TASK TO COMPLETE:
The lines from the start of the data up to and including the one with "- uninitialized, every" should be returned exactly, and nothing else.

──────

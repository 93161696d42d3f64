//! Triac driver context
//!
//! [`Triac`] owns the hardware and all runtime state: the cached duty
//! cycle, the measured half-wave bounds and the current firing point.
//! Operations run from one control flow; the type is not shared between
//! contexts.
//!
//! # Lifecycle
//!
//! 1. `Triac::new(hw)` - uninitialized, every operation but `init` fails
//!    with `NotInitialized`
//! 2. `init(config, deadline)` - validates, wires the hardware, waits for
//!    the first crossing. A second call is a no-op.
//! 3. `calibrate(n, deadline)` - optional, widens the half-wave bounds
//! 4. `set_duty_cycle(percent, deadline)` - moves the firing point
//!
//! Every wait on hardware takes a [`Deadline`] and fails with `Timeout`
//! when it expires, e.g. when the AC line is absent.

mod setup;

use triacgate_core::config::{self, TriacConfig, MAX_CAL_COUNT, MAX_DUTY_CYCLE};
use triacgate_core::phase::{FiringPoint, HalfWaveBounds, HalfWaveTracker, TimerTiming};
use triacgate_core::{Result, TriacError};
use triacgate_hal::{CcChannel, Deadline, TriacHardware};

/// State that exists only after a successful `init`
#[derive(Debug, Clone, Copy)]
struct Live {
    config: TriacConfig,
    timing: TimerTiming,
    halfwave: HalfWaveTracker,
    duty: u8,
    firing: FiringPoint,
}

/// Zero-crossing synchronised triac gate driver
pub struct Triac<H> {
    hw: H,
    live: Option<Live>,
}
//! Comparator threshold math
//!
//! The comparator's negative input is the VB reference divided in 64
//! steps: `V = VB * (div + 1) / 64`. This module turns millivolt
//! thresholds into divider settings.

use triacgate_hal::acmp::DIVIDER_STEPS;
use triacgate_hal::{ThresholdDividers, VbReference};

use crate::config::ZeroCrossMode;

/// Reference used for the threshold divider
pub const THRESHOLD_REFERENCE: VbReference = VbReference::V2_5;

/// Divider setting whose output is closest to (at or below) `mv`
///
/// Saturates at both ends of the 6-bit field.
pub fn divider_for_mv(mv: u32, reference: VbReference) -> u8 {
    let steps = mv.saturating_mul(DIVIDER_STEPS) / reference.millivolts();
    steps.saturating_sub(1).min(DIVIDER_STEPS - 1) as u8
}

/// Divider settings for a detection mode
///
/// - Rectified sine: one threshold, same divider in both output states.
/// - Offset sine: `avdd/2 + threshold` while the output is low and
///   `avdd/2 - threshold` while it is high.
pub fn threshold_dividers(mode: ZeroCrossMode, threshold_mv: u32, avdd_mv: u32) -> ThresholdDividers {
    match mode {
        ZeroCrossMode::RectifiedSine => {
            ThresholdDividers::symmetric(divider_for_mv(threshold_mv, THRESHOLD_REFERENCE))
        }
        ZeroCrossMode::OffsetSine => {
            let mid = avdd_mv / 2;
            ThresholdDividers {
                low: divider_for_mv(mid + threshold_mv, THRESHOLD_REFERENCE),
                high: divider_for_mv(mid.saturating_sub(threshold_mv), THRESHOLD_REFERENCE),
            }
        }
    }
}
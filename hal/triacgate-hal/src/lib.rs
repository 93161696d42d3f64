//! Triacgate Hardware Abstraction Layer
//!
//! This crate defines the narrow set of hardware operations the triac
//! gate driver needs. Chip-specific crates (e.g. `triacgate-hal-efm32`)
//! implement them on top of real registers; the `mock` feature provides a
//! simulated device for host tests.
//!
//! # Architecture
//!
//! ```text
//!   AC line sample
//!         │
//!         ▼
//! ┌───────────────┐  edge   ┌───────────────────┐
//! │ acmp          │────────▶│ prs (edge channel)│
//! │ (comparator)  │         └─────────┬─────────┘
//! └───────────────┘                   │ capture + reload
//!                                     ▼
//!                           ┌───────────────────┐
//!                           │ timer             │
//!                           │ CC0 capture       │
//!                           │ CC1 set on match  │──┐
//!                           │ CC2 clear on match│──┤
//!                           └───────────────────┘  │
//!                                     ┌────────────┘
//!                                     ▼
//!                           ┌───────────────────┐
//!                           │ prs N AND N+1     │──▶ gate pin
//!                           └───────────────────┘
//! ```
//!
//! # Traits
//!
//! - [`device::DeviceResources`] - Resource availability and clock gating
//! - [`acmp::AnalogComparator`] - Zero-crossing comparator
//! - [`prs::ReflexRouter`] - Peripheral signal interconnect
//! - [`timer::CaptureCompareTimer`] - Half-wave capture and gate compare
//! - [`gpio::OutputPins`] - Push-pull output pins
//! - [`deadline::Deadline`] - Bounded waiting on hardware events

#![no_std]
#![deny(unsafe_code)]

pub mod acmp;
pub mod deadline;
pub mod device;
pub mod gpio;
#[cfg(any(test, feature = "mock"))]
pub mod mock;
pub mod prs;
pub mod timer;

pub use acmp::{AcmpInput, AcmpSetup, AnalogComparator, ThresholdDividers, VbReference};
pub use deadline::{Deadline, DelayBudget, SpinBudget};
#[cfg(feature = "embassy-time")]
pub use deadline::InstantDeadline;
pub use device::{AcmpId, DeviceResources, GpioPort, PinRoute, PrsChannel, TimerId};
pub use gpio::OutputPins;
pub use prs::{EdgeDetect, PrsSource, ReflexRouter};
pub use timer::{CaptureCompareTimer, CcChannel, CompareSetup, CounterSetup, OutputAction, Prescale};

/// Everything the triac driver needs from a device
///
/// Blanket-implemented for any type providing all of the individual
/// peripheral traits.
pub trait TriacHardware:
    DeviceResources + AnalogComparator + ReflexRouter + CaptureCompareTimer + OutputPins
{
}

impl<T> TriacHardware for T where
    T: DeviceResources + AnalogComparator + ReflexRouter + CaptureCompareTimer + OutputPins
{
}
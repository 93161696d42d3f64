//! Configuration types and validation
//!
//! A [`TriacConfig`] names the peripherals, channels and pins the driver
//! takes over plus the electrical parameters of the zero-crossing detector
//! and gate pulse. [`validate`] checks it completely before any hardware
//! is touched.

pub mod types;
pub mod validate;

pub use types::*;
pub use validate::validate;
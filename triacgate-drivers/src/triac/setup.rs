//! Hardware wiring sequence
//!
//! Brings up the three blocks in dependency order: routing first, then the
//! comparator, then the timer with its capture input armed last so the
//! counter starts on a real zero crossing.

use triacgate_core::config::TriacConfig;
use triacgate_core::phase::{FiringPoint, TimerTiming};
use triacgate_core::threshold::{threshold_dividers, THRESHOLD_REFERENCE};
use triacgate_core::{Result, TriacError};
use triacgate_hal::{
    AcmpSetup, CcChannel, CompareSetup, CounterSetup, Deadline, EdgeDetect, OutputAction,
    PinRoute, PrsSource, TimerId, TriacHardware,
};

/// Comparator bias programming value
const ACMP_BIAS_PROG: u8 = 0x10;

/// Configure all hardware for `config` and start the timer
///
/// Waits (bounded by `deadline`) for the comparator to warm up and for
/// the first zero crossing, whose capture is discarded. If that wait
/// fails, both compare values are parked at the counter limit so the
/// gate stays off once the line appears.
pub(crate) fn wire<H, D>(
    hw: &mut H,
    config: &TriacConfig,
    timing: &TimerTiming,
    firing: FiringPoint,
    deadline: &mut D,
) -> Result<()>
where
    H: TriacHardware + ?Sized,
    D: Deadline + ?Sized,
{
    hw.enable_clocks(config.acmp, config.timer);
    route_signals(hw, config);
    start_comparator(hw, config, deadline)?;
    configure_timer(hw, config, timing, firing);
    wire_debug_taps(hw, config);

    // Capture last: the counter only starts on the next edge
    hw.timer_capture_setup(config.timer, CcChannel::Cc0, config.edge_channel);
    match wait_capture(hw, config.timer, deadline) {
        Ok(first) => {
            triacgate_core::trace!("first edge captured at {=u32}", first);
            Ok(())
        }
        Err(e) => {
            write_firing(hw, config.timer, FiringPoint::parked(timing.max_count));
            Err(e)
        }
    }
}

/// Edge channel into the timer; CC1 AND CC2 onto the gate pin
fn route_signals<H: TriacHardware + ?Sized>(hw: &mut H, config: &TriacConfig) {
    let pulse = config.pulse_channel;

    hw.prs_connect(
        config.edge_channel,
        PrsSource::AcmpOutput(config.acmp),
        EdgeDetect::Both,
    );
    hw.prs_connect(
        pulse,
        PrsSource::TimerCompare(config.timer, CcChannel::Cc1),
        EdgeDetect::Off,
    );
    hw.prs_connect(
        pulse.next(),
        PrsSource::TimerCompare(config.timer, CcChannel::Cc2),
        EdgeDetect::Off,
    );
    hw.prs_and_next(pulse);

    output_idle(hw, &config.output, false);
    hw.prs_route_pin(pulse, config.output.location);
}

fn start_comparator<H, D>(hw: &mut H, config: &TriacConfig, deadline: &mut D) -> Result<()>
where
    H: TriacHardware + ?Sized,
    D: Deadline + ?Sized,
{
    let setup = AcmpSetup {
        input: config.acmp_input,
        reference: THRESHOLD_REFERENCE,
        dividers: threshold_dividers(config.mode, config.zero_threshold_mv, config.avdd_mv),
        high_accuracy: true,
        full_bias: true,
        bias_prog: ACMP_BIAS_PROG,
    };
    triacgate_core::debug!(
        "acmp dividers low {=u8} high {=u8}",
        setup.dividers.low,
        setup.dividers.high
    );
    hw.acmp_setup(config.acmp, &setup);
    hw.acmp_enable(config.acmp);

    while !hw.acmp_active(config.acmp) {
        if deadline.expired() {
            triacgate_core::warn!("comparator warm-up timed out");
            return Err(TriacError::Timeout);
        }
    }
    Ok(())
}

fn configure_timer<H: TriacHardware + ?Sized>(
    hw: &mut H,
    config: &TriacConfig,
    timing: &TimerTiming,
    firing: FiringPoint,
) {
    let timer = config.timer;
    hw.timer_setup(
        timer,
        &CounterSetup {
            prescale: timing.prescale,
            reload_on_edge: true,
            reset_outputs_on_reload: true,
            dma_clear_on_access: true,
        },
    );
    write_firing(hw, timer, firing);

    // Rise: low until CC1 matches. Fall: high until CC2 matches.
    // The AND of the two is the gate pulse.
    hw.timer_compare_setup(
        timer,
        CcChannel::Cc1,
        &CompareSetup {
            on_match: OutputAction::Set,
            initial_high: false,
        },
    );
    hw.timer_compare_setup(
        timer,
        CcChannel::Cc2,
        &CompareSetup {
            on_match: OutputAction::Clear,
            initial_high: true,
        },
    );
}

fn wire_debug_taps<H: TriacHardware + ?Sized>(hw: &mut H, config: &TriacConfig) {
    let taps = &config.debug;
    if !taps.any() {
        return;
    }
    triacgate_core::info!("routing debug taps");

    if let Some(route) = &taps.acmp_output {
        output_idle(hw, route, false);
        hw.acmp_route_output(config.acmp, route.location);
    }
    if let Some(route) = &taps.edge_channel {
        output_idle(hw, route, false);
        hw.prs_route_pin(config.edge_channel, route.location);
    }
    if let Some(route) = &taps.pulse_rise {
        output_idle(hw, route, false);
        hw.timer_route_compare(config.timer, CcChannel::Cc1, route.location);
    }
    // CC2 starts high and drops at the end of the pulse
    if let Some(route) = &taps.pulse_fall {
        output_idle(hw, route, true);
        hw.timer_route_compare(config.timer, CcChannel::Cc2, route.location);
    }
    if let Some(route) = &taps.pulse_fall_prs {
        output_idle(hw, route, true);
        hw.prs_route_pin(config.pulse_channel.next(), route.location);
    }
}

fn output_idle<H: TriacHardware + ?Sized>(hw: &mut H, route: &PinRoute, high: bool) {
    hw.configure_push_pull(route.port, route.pin, high);
}

/// Write both compare values
pub(crate) fn write_firing<H: TriacHardware + ?Sized>(hw: &mut H, timer: TimerId, firing: FiringPoint) {
    hw.timer_set_compare(timer, CcChannel::Cc1, firing.rise);
    hw.timer_set_compare(timer, CcChannel::Cc2, firing.fall);
}

/// Wait for the next half-wave capture, then read it and clear its flag
pub(crate) fn wait_capture<H, D>(hw: &mut H, timer: TimerId, deadline: &mut D) -> Result<u32>
where
    H: TriacHardware + ?Sized,
    D: Deadline + ?Sized,
{
    while !hw.timer_capture_pending(timer, CcChannel::Cc0) {
        if deadline.expired() {
            triacgate_core::warn!("no zero crossing before deadline");
            return Err(TriacError::Timeout);
        }
    }
    Ok(hw.timer_take_capture(timer, CcChannel::Cc0))
}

──────

OUTPUT FOR THIS EXERCISE:
repository 93161696d42d3f64
//! Triac driver context
//!
//! [`Triac`] owns the hardware and all runtime state: the cached duty
//! cycle, the measured half-wave bounds and the current firing point.
//! Operations run from one control flow; the type is not shared between
//! contexts.
//!
//! # Lifecycle
//!
//! 1. `Triac::new(hw)` - uninitialized, every operation but `init` fails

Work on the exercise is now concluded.